Action item » Scan the entries that follow and copy out every line containing "TopicServiceRequest".

BEGIN

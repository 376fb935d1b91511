/********************************************************************************
 * Copyright (c) 2026 Contributors to the Eclipse Foundation
 *
 * See the NOTICE file(s) distributed with this work for additional
 * information regarding copyright ownership.
 *
 * This program and the accompanying materials are made available under the
 * terms of the Apache License Version 2.0 which is available at
 * https://www.apache.org/licenses/LICENSE-2.0
 *
 * SPDX-License-Identifier: Apache-2.0
 ********************************************************************************/

//! Canonical structured field keys and value-format helpers.

pub const EVENT: &str = "event";
pub const COMPONENT: &str = "component";
pub const DEPLOYER: &str = "deployer";
pub const DEPLOYMENT: &str = "deployment";
pub const OWNER: &str = "owner";
pub const SERVER: &str = "server";
pub const DESTINATION: &str = "destination";
pub const KIND: &str = "kind";
pub const ADDRESS: &str = "address";
pub const SERVICE: &str = "service";
pub const BINDINGS: &str = "bindings";
pub const COUNT: &str = "count";
pub const REASON: &str = "reason";
pub const ERR: &str = "err";

pub const NONE: &str = "none";
pub const REASON_ALREADY_DEPLOYED: &str = "already_deployed";
pub const REASON_NOT_DEPLOYED: &str = "not_deployed";
pub const REASON_NOT_REGISTERED: &str = "not_registered";
pub const REASON_OWNED_ELSEWHERE: &str = "owned_by_other_deployment";
pub const REASON_ROLLBACK_AFTER_FAILURE: &str = "rollback_after_deploy_failure";
pub const REASON_TRANSITION_INTERRUPTED: &str = "transition_interrupted";

/// Renders binding names as a comma separated list, or [`NONE`] when empty.
pub fn format_bindings(bindings: &[String]) -> String {
    if bindings.is_empty() {
        NONE.to_string()
    } else {
        bindings.join(",")
    }
}
/********************************************************************************
 * Copyright (c) 2026 Contributors to the Eclipse Foundation
 *
 * See the NOTICE file(s) distributed with this work for additional
 * information regarding copyright ownership.
 *
 * This program and the accompanying materials are made available under the
 * terms of the Apache License Version 2.0 which is available at
 * https://www.apache.org/licenses/LICENSE-2.0
 *
 * SPDX-License-Identifier: Apache-2.0
 ********************************************************************************/

//! Value types shared by every layer: management addresses and destination descriptors.

pub(crate) mod destination;
pub(crate) mod path_address;
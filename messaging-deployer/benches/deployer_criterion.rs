use criterion::{black_box, criterion_group, criterion_main, BatchSize, Criterion};
use integration_test_utils::{destination_set, DEFAULT_SERVER};
use messaging_deployer::{
    ManagementRegistrationIndex, MessagingDeployer, PathAddress, PathElement, ResourceTree,
    ServiceRegistry, HORNETQ_SERVER, JMS_QUEUE, MESSAGING_SUBSYSTEM, SUBSYSTEM,
};
use std::sync::Arc;
use tokio::runtime::Builder;

const TREE_ROWS: usize = 256;
const UNIT_DESTINATIONS: usize = 32;

fn queue_address(server: &str, queue: &str) -> PathAddress {
    PathAddress::new(vec![
        PathElement::new(SUBSYSTEM, MESSAGING_SUBSYSTEM),
        PathElement::new(HORNETQ_SERVER, server),
        PathElement::new(JMS_QUEUE, queue),
    ])
}

fn deployer_criterion(c: &mut Criterion) {
    let runtime = Builder::new_current_thread()
        .enable_all()
        .build()
        .expect("benchmark runtime should build");

    let shared_addresses: Vec<PathAddress> = (0..TREE_ROWS)
        .map(|i| queue_address(DEFAULT_SERVER, &format!("Q{i}")))
        .collect();
    let disjoint_addresses: Vec<PathAddress> = (0..TREE_ROWS)
        .map(|i| queue_address(&format!("server-{i}"), "Q0"))
        .collect();

    let mut tree_group = c.benchmark_group("resource_tree");
    tree_group.bench_function("get_or_create_shared_server", |b| {
        b.iter_batched(
            ResourceTree::new,
            |tree| {
                for address in &shared_addresses {
                    black_box(runtime.block_on(tree.get_or_create(address)));
                }
            },
            BatchSize::SmallInput,
        );
    });
    tree_group.bench_function("get_or_create_disjoint_servers", |b| {
        b.iter_batched(
            ResourceTree::new,
            |tree| {
                for address in &disjoint_addresses {
                    black_box(runtime.block_on(tree.get_or_create(address)));
                }
            },
            BatchSize::SmallInput,
        );
    });
    let populated = ResourceTree::new();
    for address in &shared_addresses {
        runtime.block_on(populated.get_or_create(address));
    }
    tree_group.bench_function("get_or_create_existing", |b| {
        b.iter(|| {
            for address in &shared_addresses {
                black_box(runtime.block_on(populated.get_or_create(address)));
            }
        });
    });
    tree_group.finish();

    let topics: Vec<String> = (0..UNIT_DESTINATIONS / 2).map(|i| format!("T{i}")).collect();
    let queues: Vec<String> = (0..UNIT_DESTINATIONS / 2).map(|i| format!("Q{i}")).collect();
    let topic_refs: Vec<&str> = topics.iter().map(String::as_str).collect();
    let queue_refs: Vec<&str> = queues.iter().map(String::as_str).collect();

    let services = Arc::new(ServiceRegistry::new());
    runtime.block_on(services.add_server(DEFAULT_SERVER));
    let deployer = MessagingDeployer::new(
        "bench",
        ManagementRegistrationIndex::messaging_deployment(),
        services,
    );

    let mut lifecycle_group = c.benchmark_group("deployment_lifecycle");
    lifecycle_group.bench_function("deploy_undeploy_cycle", |b| {
        b.iter_batched(
            || vec![destination_set(DEFAULT_SERVER, &topic_refs, &queue_refs)],
            |parse_results| {
                runtime
                    .block_on(deployer.deploy("bench.war", parse_results))
                    .expect("deploy benchmark iteration should succeed");
                runtime
                    .block_on(deployer.undeploy("bench.war"))
                    .expect("undeploy benchmark iteration should succeed");
            },
            BatchSize::SmallInput,
        );
    });
    lifecycle_group.finish();
}

criterion_group!(benches, deployer_criterion);
criterion_main!(benches);
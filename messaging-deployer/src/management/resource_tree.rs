/********************************************************************************
 * Copyright (c) 2026 Contributors to the Eclipse Foundation
 *
 * See the NOTICE file(s) distributed with this work for additional
 * information regarding copyright ownership.
 *
 * This program and the accompanying materials are made available under the
 * terms of the Apache License Version 2.0 which is available at
 * https://www.apache.org/licenses/LICENSE-2.0
 *
 * SPDX-License-Identifier: Apache-2.0
 ********************************************************************************/

//! Path-addressed management tree with per-node child-map locking.

use crate::model::path_address::{PathAddress, PathElement};
use crate::observability::events;
use std::collections::BTreeMap;
use std::fmt::{Debug, Formatter};
use std::sync::Arc;
use tokio::sync::Mutex;
use tracing::debug;

const COMPONENT: &str = "resource_tree";

/// One addressable point in the management tree.
///
/// Presence in the parent's child map is existence; a node has exactly one parent.
/// Each node guards only its own child map, so mutations of unrelated branches never
/// contend with each other.
pub struct ResourceNode {
    children: Mutex<BTreeMap<PathElement, Arc<ResourceNode>>>,
}

impl ResourceNode {
    /// Creates a detached, empty node.
    pub fn create() -> Arc<ResourceNode> {
        Arc::new(Self {
            children: Mutex::new(BTreeMap::new()),
        })
    }

    pub async fn child(&self, element: &PathElement) -> Option<Arc<ResourceNode>> {
        self.children.lock().await.get(element).cloned()
    }

    pub async fn has_child(&self, element: &PathElement) -> bool {
        self.children.lock().await.contains_key(element)
    }

    /// Returns the child registered under `element`, creating an empty one if absent.
    ///
    /// The check and the insert happen under this node's lock, so racing callers
    /// always observe the same child.
    pub async fn get_or_create_child(&self, element: &PathElement) -> Arc<ResourceNode> {
        let mut created = false;
        let child = {
            let mut children = self.children.lock().await;
            children
                .entry(element.clone())
                .or_insert_with(|| {
                    created = true;
                    ResourceNode::create()
                })
                .clone()
        };

        if created {
            debug!(
                event = events::RESOURCE_NODE_CREATE,
                component = COMPONENT,
                element = %element,
                "created resource node"
            );
        }
        child
    }

    /// Walks `address` from this node, creating every missing step.
    ///
    /// A zero-length address returns this node.
    pub async fn get_or_create(self: &Arc<Self>, address: &PathAddress) -> Arc<ResourceNode> {
        let mut current = Arc::clone(self);
        for element in address {
            current = current.get_or_create_child(element).await;
        }
        current
    }

    /// Walks `address` from this node without creating anything.
    pub async fn navigate(self: &Arc<Self>, address: &PathAddress) -> Option<Arc<ResourceNode>> {
        let mut current = Arc::clone(self);
        for element in address {
            current = current.child(element).await?;
        }
        Some(current)
    }

    /// Detaches the child registered under `element` together with its sub-tree.
    pub async fn remove_child(&self, element: &PathElement) -> Option<Arc<ResourceNode>> {
        let removed = self.children.lock().await.remove(element);
        if removed.is_some() {
            debug!(
                event = events::RESOURCE_NODE_REMOVE,
                component = COMPONENT,
                element = %element,
                "removed resource node"
            );
        }
        removed
    }

    /// Snapshot of the direct children, ordered by path element.
    pub async fn children(&self) -> Vec<(PathElement, Arc<ResourceNode>)> {
        self.children
            .lock()
            .await
            .iter()
            .map(|(element, child)| (element.clone(), Arc::clone(child)))
            .collect()
    }

    pub async fn child_count(&self) -> usize {
        self.children.lock().await.len()
    }

    /// Every descendant address relative to this node, in depth-first pre-order.
    pub async fn describe(self: &Arc<Self>) -> Vec<PathAddress> {
        let mut described = Vec::new();
        let mut pending = vec![(PathAddress::empty(), Arc::clone(self))];

        while let Some((address, node)) = pending.pop() {
            for (element, child) in node.children().await.into_iter().rev() {
                pending.push((address.child(element), child));
            }
            if !address.is_empty() {
                described.push(address);
            }
        }
        described
    }
}

impl Debug for ResourceNode {
    fn fmt(&self, f: &mut Formatter<'_>) -> std::fmt::Result {
        f.debug_struct("ResourceNode").finish_non_exhaustive()
    }
}

/// Process-wide management tree.
pub struct ResourceTree {
    root: Arc<ResourceNode>,
}

impl Default for ResourceTree {
    fn default() -> Self {
        Self::new()
    }
}

impl ResourceTree {
    pub fn new() -> Self {
        Self {
            root: ResourceNode::create(),
        }
    }

    pub fn root(&self) -> &Arc<ResourceNode> {
        &self.root
    }

    pub async fn get_or_create(&self, address: &PathAddress) -> Arc<ResourceNode> {
        self.root.get_or_create(address).await
    }

    pub async fn read(&self, address: &PathAddress) -> Option<Arc<ResourceNode>> {
        self.root.navigate(address).await
    }

    /// Removes the node at `address` and its sub-tree. The root itself cannot be removed.
    pub async fn remove(&self, address: &PathAddress) -> Option<Arc<ResourceNode>> {
        let (last, parent) = address.elements().split_last()?;
        let parent_address = PathAddress::new(parent.to_vec());
        let parent = self.root.navigate(&parent_address).await?;
        parent.remove_child(last).await
    }

    pub async fn describe(&self) -> Vec<PathAddress> {
        self.root.describe().await
    }
}
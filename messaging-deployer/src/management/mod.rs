/********************************************************************************
 * Copyright (c) 2026 Contributors to the Eclipse Foundation
 *
 * See the NOTICE file(s) distributed with this work for additional
 * information regarding copyright ownership.
 *
 * This program and the accompanying materials are made available under the
 * terms of the Apache License Version 2.0 which is available at
 * https://www.apache.org/licenses/LICENSE-2.0
 *
 * SPDX-License-Identifier: Apache-2.0
 ********************************************************************************/

//! Management layer.
//!
//! Owns the shared resource tree and the read-only registration index that says which
//! tree addresses are legal.

pub(crate) mod registration_index;
pub(crate) mod resource_tree;
/********************************************************************************
 * Copyright (c) 2026 Contributors to the Eclipse Foundation
 *
 * See the NOTICE file(s) distributed with this work for additional
 * information regarding copyright ownership.
 *
 * This program and the accompanying materials are made available under the
 * terms of the Apache License Version 2.0 which is available at
 * https://www.apache.org/licenses/LICENSE-2.0
 *
 * SPDX-License-Identifier: Apache-2.0
 ********************************************************************************/

use crate::recording_service_target::{InstallRecord, RecordingServiceTarget};
use async_trait::async_trait;
use messaging_deployer::{
    QueueServiceRequest, RuntimeServiceTarget, ServiceInstallError, TopicServiceRequest,
};
use tracing::debug;

/// Rejects installs of one named destination and records every other install.
pub struct FailingServiceTarget {
    failing_destination: String,
    accepted: RecordingServiceTarget,
}

impl FailingServiceTarget {
    pub fn failing_on(destination: &str) -> Self {
        Self {
            failing_destination: destination.to_string(),
            accepted: RecordingServiceTarget::new(),
        }
    }

    pub async fn accepted(&self) -> Vec<InstallRecord> {
        self.accepted.records().await
    }

    fn check(&self, name: &str) -> Result<(), ServiceInstallError> {
        if name == self.failing_destination {
            debug!("failing install of {name}");
            return Err(ServiceInstallError::Rejected(format!(
                "installation of {name} refused"
            )));
        }
        Ok(())
    }
}

#[async_trait]
impl RuntimeServiceTarget for FailingServiceTarget {
    async fn install_queue(&self, request: QueueServiceRequest) -> Result<(), ServiceInstallError> {
        self.check(&request.name)?;
        self.accepted.install_queue(request).await
    }

    async fn install_topic(&self, request: TopicServiceRequest) -> Result<(), ServiceInstallError> {
        self.check(&request.name)?;
        self.accepted.install_topic(request).await
    }
}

END

Solution to the problem »
    QueueServiceRequest, RuntimeServiceTarget, ServiceInstallError, TopicServiceRequest,
    async fn install_topic(&self, request: TopicServiceRequest) -> Result<(), ServiceInstallError> {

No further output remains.